Dopo la Cena, Gesù e i Suoi Apostoli cantano un salmo tradizionale. Oppressi dalla tristezza, escono insieme e si dirigono verso il monte degli Ulivi. La notte è scesa. Gesù sta per soffrire un’agonia mortale nel giardino del Getsemani. I Suoi nemici verranno a prenderLo per farLo morire e crocifiggerLo.
Lo spirito umano non può comprendere come Gesù sia realmente presente nella Santa Ostia e nel vino consacrato alla Messa. Ma questa è una verità eterna che bisogna credere, perché Dio stesso ce l’ha rivelata. Dio è onnipotente e può compiere tutto ciò che vuole.
Di ritorno da una passeggiata, il piccolo Giovanni entra con sua madre in un convento. Là vede una religiosa che ritaglia delle Ostie, preparate quella stessa mattina con farina finissima. Quando apprende che quelle Ostie serviranno per la Messa del giorno seguente, il suo volto diventa improvvisamente serio, poi si illumina di un sorriso angelico. Si avvicina piano al tavolo dove sono disposte Ostie grandi e piccole e, con infinito rispetto, ne bacia una grande.
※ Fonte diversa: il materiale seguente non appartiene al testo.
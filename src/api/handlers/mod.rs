//! API request handlers.

pub mod books;
pub mod borrow;
pub mod status;
pub mod workflow;

use axum::http::StatusCode;

use crate::error::{ErrorKind, LendingError};

/// Rejection returned by every handler.
pub type Rejection = (StatusCode, String);

pub fn status_for(kind: ErrorKind) -> StatusCode {
    match kind {
        ErrorKind::NotFound => StatusCode::NOT_FOUND,
        ErrorKind::LockConflict => StatusCode::CONFLICT,
        ErrorKind::Validation => StatusCode::UNPROCESSABLE_ENTITY,
        ErrorKind::Store => StatusCode::BAD_GATEWAY,
        ErrorKind::PartialWriteFailure | ErrorKind::FatalInconsistency => {
            StatusCode::INTERNAL_SERVER_ERROR
        }
    }
}

/// Map a lending error to a response, logging the ones a client can't fix.
pub(crate) fn reject(op: &'static str, err: LendingError) -> Rejection {
    let kind = err.kind();
    match kind {
        ErrorKind::NotFound | ErrorKind::LockConflict | ErrorKind::Validation => {
            tracing::debug!(op, kind = kind.as_str(), error = %err, "Request rejected");
        }
        _ => {
            tracing::error!(op, kind = kind.as_str(), error = %err, "Request failed");
        }
    }
    (status_for(kind), err.to_string())
}
//! Loan handlers.

use std::sync::Arc;

use axum::{
    extract::{Path, State},
    Json,
};
use serde::{Deserialize, Serialize};

use super::{reject, Rejection};
use crate::api::ApiState;
use crate::borrow::StartedBorrow;

/// Start borrow request body.
#[derive(Debug, Deserialize)]
pub struct StartBorrowRequest {
    /// Public record id of the book.
    pub book_post_id: String,

    /// Borrowing user.
    pub borrower_user: String,
}

/// Open loans of one user.
#[derive(Debug, Serialize)]
pub struct ActiveLoansResponse {
    pub user: String,
    pub active: usize,

    /// 0 means no limit.
    pub limit: u32,
}

/// Start a loan.
pub async fn start_borrow(
    State(state): State<Arc<ApiState>>,
    Json(req): Json<StartBorrowRequest>,
) -> Result<Json<StartedBorrow>, Rejection> {
    let started = state
        .node
        .borrows()
        .start(&req.book_post_id, &req.borrower_user)
        .await
        .map_err(|e| reject("start_borrow", e))?;

    Ok(Json(started))
}

/// Count a user's open loans.
pub async fn active_loans(
    State(state): State<Arc<ApiState>>,
    Path(user): Path<String>,
) -> Result<Json<ActiveLoansResponse>, Rejection> {
    let active = state
        .node
        .borrows()
        .active_loans(&user)
        .await
        .map_err(|e| reject("active_loans", e))?;

    Ok(Json(ActiveLoansResponse {
        user,
        active,
        limit: state.node.rules().borrow_limit,
    }))
}
//! Book handlers.

use std::collections::BTreeMap;
use std::sync::Arc;

use axum::{
    extract::{Path, State},
    http::StatusCode,
    Json,
};

use super::{reject, Rejection};
use crate::api::ApiState;
use crate::books::UploadMessage;
use crate::model::{Book, BookUpload};

/// Apply a batch of book creates, updates and deletes.
///
/// Always answers 200; per-item failures are reported in the body.
pub async fn upload_books(
    State(state): State<Arc<ApiState>>,
    Json(items): Json<Vec<BookUpload>>,
) -> Json<BTreeMap<String, UploadMessage>> {
    Json(state.node.books().upload(items).await)
}

/// Get a book by its public record id.
pub async fn get_book(
    State(state): State<Arc<ApiState>>,
    Path(post_id): Path<String>,
) -> Result<Json<Book>, Rejection> {
    let book = state
        .node
        .books()
        .get(&post_id)
        .await
        .map_err(|e| reject("get_book", e))?;

    Ok(Json(book))
}

/// Get the part of a book one keeper holds: their custody details and
/// their copies only.
pub async fn get_keeper_book(
    State(state): State<Arc<ApiState>>,
    Path((post_id, keeper)): Path<(String, String)>,
) -> Result<Json<Book>, Rejection> {
    let book = state
        .node
        .books()
        .get_for_keeper(&post_id, &keeper)
        .await
        .map_err(|e| reject("get_keeper_book", e))?;

    Ok(Json(book))
}

/// Delete a book once every copy is back in stock.
pub async fn delete_book(
    State(state): State<Arc<ApiState>>,
    Path(post_id): Path<String>,
) -> Result<StatusCode, Rejection> {
    state
        .node
        .books()
        .delete(&post_id)
        .await
        .map_err(|e| reject("delete_book", e))?;

    Ok(StatusCode::NO_CONTENT)
}
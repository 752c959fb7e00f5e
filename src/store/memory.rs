//! In-process record store.
//!
//! Keeps every record in memory and, when opened on a data directory, mirrors
//! the full record set to `records.json` after each write. A write whose
//! snapshot cannot be flushed is not applied.
//!
//! Snapshot files are written with `tokio::fs` while only the async writer
//! lock is held; the in-memory state lock is never held across I/O.

use std::collections::BTreeMap;
use std::fs;
use std::path::{Path, PathBuf};
use std::sync::{Mutex, MutexGuard};

use async_trait::async_trait;
use serde::{Deserialize, Serialize};
use tokio::sync::Mutex as AsyncMutex;
use serde_json::Value;
use tracing::{debug, info};

use super::{has_tag, new_id, Partition, Record, RecordStore, StoreError};
use crate::model::now_millis;

const SNAPSHOT_FILE: &str = "records.json";

#[derive(Debug, Default, Clone, Serialize, Deserialize)]
struct Snapshot {
    records: BTreeMap<String, Record>,
}

/// Record store held in memory.
#[derive(Debug, Default)]
pub struct MemoryStore {
    state: Mutex<Snapshot>,
    /// Serializes snapshot flushes so they land in write order.
    writer: AsyncMutex<()>,
    snapshot_path: Option<PathBuf>,
}

impl MemoryStore {
    /// Empty, non-persistent store.
    pub fn new() -> Self {
        Self::default()
    }

    /// Open a store persisted under `data_dir`, loading any existing snapshot.
    pub fn open(data_dir: &Path) -> Result<Self, StoreError> {
        fs::create_dir_all(data_dir)?;
        let path = data_dir.join(SNAPSHOT_FILE);

        let snapshot = if path.exists() {
            let bytes = fs::read(&path)?;
            serde_json::from_slice(&bytes)?
        } else {
            Snapshot::default()
        };

        info!(
            path = %path.display(),
            records = snapshot.records.len(),
            "Opened record store"
        );

        Ok(Self {
            state: Mutex::new(snapshot),
            writer: AsyncMutex::new(()),
            snapshot_path: Some(path),
        })
    }

    /// Number of records.
    pub fn len(&self) -> usize {
        self.lock().map(|s| s.records.len()).unwrap_or(0)
    }

    /// Whether the store is empty.
    pub fn is_empty(&self) -> bool {
        self.len() == 0
    }

    /// Whether a record with `id` exists.
    pub fn contains(&self, id: &str) -> bool {
        self.lock()
            .map(|s| s.records.contains_key(id))
            .unwrap_or(false)
    }

    /// All records in `partition`, oldest first.
    pub fn records_in(&self, partition: &Partition) -> Vec<Record> {
        let Ok(state) = self.lock() else {
            return Vec::new();
        };
        let mut records: Vec<Record> = state
            .records
            .values()
            .filter(|r| &r.partition == partition)
            .cloned()
            .collect();
        records.sort_by(|a, b| a.created_at.cmp(&b.created_at).then(a.id.cmp(&b.id)));
        records
    }

    fn lock(&self) -> Result<MutexGuard<'_, Snapshot>, StoreError> {
        self.state
            .lock()
            .map_err(|e| StoreError::Backend(format!("store state poisoned: {}", e)))
    }

    /// Apply `change` to a copy of the state, flush it, then swap it in.
    async fn commit<T>(
        &self,
        change: impl FnOnce(&mut Snapshot) -> Result<T, StoreError>,
    ) -> Result<T, StoreError> {
        let Some(path) = &self.snapshot_path else {
            let mut state = self.lock()?;
            return change(&mut *state);
        };

        let _writer = self.writer.lock().await;
        let mut next = self.lock()?.clone();
        let value = change(&mut next)?;
        let bytes = serde_json::to_vec_pretty(&next)?;

        let tmp = path.with_extension("json.tmp");
        tokio::fs::write(&tmp, bytes).await?;
        tokio::fs::rename(&tmp, path).await?;

        *self.lock()? = next;
        Ok(value)
    }
}

#[async_trait]
impl RecordStore for MemoryStore {
    async fn get(&self, id: &str) -> Result<Record, StoreError> {
        self.lock()?
            .records
            .get(id)
            .cloned()
            .ok_or_else(|| StoreError::NotFound(id.to_string()))
    }

    async fn create(&self, partition: &Partition, content: Value) -> Result<String, StoreError> {
        let id = new_id();
        let record = Record {
            id: id.clone(),
            partition: partition.clone(),
            content,
            created_at: now_millis(),
        };

        self.commit(|state| {
            state.records.insert(id.clone(), record);
            Ok(())
        })
        .await?;

        debug!(record_id = %id, partition = %partition, "Created record");
        Ok(id)
    }

    async fn update(&self, id: &str, content: Value) -> Result<(), StoreError> {
        self.commit(|state| {
            let record = state
                .records
                .get_mut(id)
                .ok_or_else(|| StoreError::NotFound(id.to_string()))?;
            record.content = content;
            Ok(())
        })
        .await?;

        debug!(record_id = %id, "Updated record");
        Ok(())
    }

    async fn delete(&self, id: &str) -> Result<(), StoreError> {
        self.commit(|state| {
            state
                .records
                .remove(id)
                .map(|_| ())
                .ok_or_else(|| StoreError::NotFound(id.to_string()))
        })
        .await?;

        debug!(record_id = %id, "Deleted record");
        Ok(())
    }

    async fn restore(&self, record: Record) -> Result<(), StoreError> {
        let id = record.id.clone();
        self.commit(|state| {
            state.records.insert(record.id.clone(), record);
            Ok(())
        })
        .await?;

        debug!(record_id = %id, "Restored record");
        Ok(())
    }

    async fn search_by_tag(&self, tag: &str, scope: &Partition) -> Result<Vec<Record>, StoreError> {
        Ok(self
            .records_in(scope)
            .into_iter()
            .filter(|r| has_tag(&r.content, tag))
            .collect())
    }
}
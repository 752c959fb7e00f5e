//! Shared fixtures for engine tests.

use std::sync::Arc;

use crate::books::BookManager;
use crate::borrow::{BorrowEngine, WorkerSelector};
use crate::lock::LocalLocks;
use crate::model::{Book, BookInventory, BookPrivate, BookPublic, CopyStatus};
use crate::node::config::{Channels, NodeConfig};
use crate::store::testing::FaultyStore;
use crate::store::{Partition, StaticDirectory, UserProfile};
use crate::workflow::WorkflowEngine;

/// Always picks the first listed worker.
pub struct FirstWorker;

impl WorkerSelector for FirstWorker {
    fn select(&self, workers: &[String]) -> Option<String> {
        workers.first().cloned()
    }
}

/// Store, locks and directory shared by the engines under test.
pub struct Harness {
    pub store: Arc<FaultyStore>,
    pub locks: Arc<LocalLocks>,
    pub directory: Arc<StaticDirectory>,
    pub channels: Channels,
}

/// Users every fixture knows. `nolast` has no family name.
pub fn users() -> Vec<UserProfile> {
    vec![
        UserProfile::new("bor", "rower", "B"),
        UserProfile::new("bor2", "rower2", "B"),
        UserProfile::new("wk1", "orker1", "W"),
        UserProfile::new("wk2", "orker2", "W"),
        UserProfile::new("kp1", "eeper1", "K"),
        UserProfile::new("kp2", "eeper2", "K"),
        UserProfile::new("nolast", "only", ""),
    ]
}

/// In-memory node config knowing [`users`].
pub fn node_config() -> NodeConfig {
    users()
        .into_iter()
        .fold(NodeConfig::default().ephemeral(), NodeConfig::with_user)
}

impl Harness {
    pub fn new() -> Self {
        let directory = StaticDirectory::from_profiles(users());

        Self {
            store: Arc::new(FaultyStore::new()),
            locks: Arc::new(LocalLocks::new()),
            directory: Arc::new(directory),
            channels: Channels::default(),
        }
    }

    pub fn books(&self) -> BookManager {
        BookManager::new(
            self.store.clone(),
            self.locks.clone(),
            self.directory.clone(),
            self.channels.clone(),
        )
    }

    pub fn borrow(&self, borrow_limit: u32) -> BorrowEngine {
        BorrowEngine::new(
            self.store.clone(),
            self.locks.clone(),
            self.directory.clone(),
            Arc::new(self.books()),
            self.channels.borrow_workflow.clone(),
            borrow_limit,
        )
        .with_selector(Arc::new(FirstWorker))
    }

    pub fn workflow_engine(&self, max_renew_times: u32) -> WorkflowEngine {
        WorkflowEngine::new(
            self.store.clone(),
            self.locks.clone(),
            Arc::new(self.books()),
            max_renew_times,
        )
    }

    pub fn public(&self) -> Partition {
        Partition::Channel(self.channels.books_public.clone())
    }

    pub fn private(&self) -> Partition {
        Partition::Channel(self.channels.books_private.clone())
    }

    pub fn inventory(&self) -> Partition {
        Partition::Channel(self.channels.books_inventory.clone())
    }

    pub fn workflow(&self) -> Partition {
        Partition::Channel(self.channels.borrow_workflow.clone())
    }
}

/// A borrowable book with one library worker and two keepers.
pub fn sample_book(id: &str, stock: i64) -> Book {
    Book {
        public: BookPublic {
            id: id.to_string(),
            name: format!("name-{}", id),
            category1: "c1".into(),
            author: "author".into(),
            libworker_users: vec!["wk1".into()],
            is_allowed_to_borrow: true,
            ..Default::default()
        },
        private: BookPrivate {
            keeper_users: vec!["kp1".into(), "kp2".into()],
            ..Default::default()
        },
        inventory: BookInventory {
            stock,
            ..Default::default()
        },
        upload: Default::default(),
    }
}

/// [`sample_book`] with two tracked copies: `cp1` held by `kp1` and `cp2`
/// held by `kp2`.
pub fn tracked_book(id: &str) -> Book {
    let mut book = sample_book(id, 2);
    for (copy, keeper) in [("cp1", "kp1"), ("cp2", "kp2")] {
        book.private.copy_keepers.insert(copy.into(), keeper.into());
        book.inventory.copies.insert(copy.into(), CopyStatus::InStock);
    }
    book
}
//! Typed documents stored in the record store.
//!
//! - `book` - the three-part book aggregate and upload options
//! - `borrow` - borrow requests, envelopes and relation keys
//! - `workflow` - statuses, roles, steps and the transition table

pub mod book;
pub mod borrow;
pub mod workflow;

pub use book::{Book, BookInventory, BookPrivate, BookPublic, BookUpload, CopyStatus, Relations, UploadOptions};
pub use borrow::{Borrow, BorrowRequest, Dates, RelationKeys};
pub use workflow::{DateField, Effect, Role, Status, Step, Transition, WorkflowType, TRANSITIONS};

use std::time::{SystemTime, UNIX_EPOCH};

/// Search tag prefixes.
pub mod tags {
    pub const BORROWER: &str = "#b_";
    pub const LIBWORKER: &str = "#w_";
    pub const KEEPER: &str = "#k_";
    pub const STATUS: &str = "#s_";
    pub const COPY: &str = "#cp_";
    pub const ID: &str = "#id_";
    pub const CATEGORY1: &str = "#c1_";
    pub const CATEGORY2: &str = "#c2_";
    pub const CATEGORY3: &str = "#c3_";

    pub fn tag(prefix: &str, value: &str) -> String {
        format!("{}{}", prefix, value)
    }
}

/// Current time as Unix epoch millis.
pub fn now_millis() -> u64 {
    SystemTime::now()
        .duration_since(UNIX_EPOCH)
        .map(|d| d.as_millis() as u64)
        .unwrap_or(0)
}
//! Node configuration.

use std::path::{Path, PathBuf};

use serde::{Deserialize, Serialize};
use thiserror::Error;

use crate::store::UserProfile;

/// Errors loading a configuration file.
#[derive(Error, Debug)]
pub enum ConfigError {
    #[error("Failed to read config {path}: {source}")]
    Io {
        path: PathBuf,
        #[source]
        source: std::io::Error,
    },

    #[error("Invalid config {path}: {source}")]
    Parse {
        path: PathBuf,
        #[source]
        source: toml::de::Error,
    },
}

/// Channels the lending records live in.
#[derive(Debug, Clone, PartialEq, Eq, Serialize, Deserialize)]
#[serde(default)]
pub struct Channels {
    /// Public book catalogue.
    pub books_public: String,

    /// Book custody records.
    pub books_private: String,

    /// Book inventory counters.
    pub books_inventory: String,

    /// MASTER copies of every loan.
    pub borrow_workflow: String,
}

impl Default for Channels {
    fn default() -> Self {
        Self {
            books_public: "books".to_string(),
            books_private: "books_private".to_string(),
            books_inventory: "books_inventory".to_string(),
            borrow_workflow: "borrow_workflow".to_string(),
        }
    }
}

/// Configuration for a lending node.
#[derive(Debug, Clone, Serialize, Deserialize)]
#[serde(default)]
pub struct NodeConfig {
    /// Directory for the record snapshot.
    pub data_dir: PathBuf,

    /// Keep records only in memory.
    pub ephemeral: bool,

    pub channels: Channels,

    /// Open loans allowed per borrower, 0 for no limit.
    pub borrow_limit: u32,

    pub max_renew_times: u32,

    /// Loan period, reported to clients.
    pub expired_days: u32,

    /// Known users and their names.
    pub users: Vec<UserProfile>,
}

impl NodeConfig {
    /// Create a config with default lending rules.
    pub fn new(data_dir: PathBuf) -> Self {
        Self {
            data_dir,
            ephemeral: false,
            channels: Channels::default(),
            borrow_limit: 3,
            max_renew_times: 2,
            expired_days: 30,
            users: Vec::new(),
        }
    }

    /// Read a TOML config file. Missing keys take their defaults.
    pub fn load(path: &Path) -> Result<Self, ConfigError> {
        let text = std::fs::read_to_string(path).map_err(|source| ConfigError::Io {
            path: path.to_path_buf(),
            source,
        })?;
        Self::from_toml(&text).map_err(|source| ConfigError::Parse {
            path: path.to_path_buf(),
            source,
        })
    }

    pub fn from_toml(text: &str) -> Result<Self, toml::de::Error> {
        toml::from_str(text)
    }

    pub fn with_data_dir(mut self, data_dir: PathBuf) -> Self {
        self.data_dir = data_dir;
        self
    }

    /// Keep records only in memory (testing).
    pub fn ephemeral(mut self) -> Self {
        self.ephemeral = true;
        self
    }

    pub fn with_borrow_limit(mut self, limit: u32) -> Self {
        self.borrow_limit = limit;
        self
    }

    pub fn with_max_renew_times(mut self, times: u32) -> Self {
        self.max_renew_times = times;
        self
    }

    pub fn with_channels(mut self, channels: Channels) -> Self {
        self.channels = channels;
        self
    }

    /// Add a known user.
    pub fn with_user(mut self, profile: UserProfile) -> Self {
        self.users.push(profile);
        self
    }
}

impl Default for NodeConfig {
    fn default() -> Self {
        let data_dir = directories::ProjectDirs::from("org", "booklend", "booklend")
            .map(|d| d.data_dir().to_path_buf())
            .unwrap_or_else(|| PathBuf::from(".booklend"));

        Self::new(data_dir)
    }
}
«Ma, piccolo Giovanni», osserva la religiosa, «il buon Gesù non è ancora lì».
«Lo so», risponde il bambino con voce dolce; «ma ci sarà domani mattina alla Messa, e voglio che vi trovi il bacio del piccolo Giovanni».
«Perché», chiede allora la madre, «hai scelto un’Ostia grande piuttosto che una piccola?»
«Per fare un bacio più grande», risponde con squisita candidezza.
Giovanni de B. ha allora soltanto quattro anni. Oggi contempla il piccolo Gesù in Cielo, poiché la morte lo ha tolto a sua madre verso la fine dell’ottavo anno. Non ha avuto, purtroppo, la gioia di fare la Prima Comunione prima di morire, perché a quel tempo, in Francia, non si comunicava quasi mai prima degli undici o dodici anni. Ma, senza dubbio, il buon Dio ha tenuto conto di quel bacio, che esprimeva così bene il suo ardente desiderio di ricevere la Santa Eucaristia.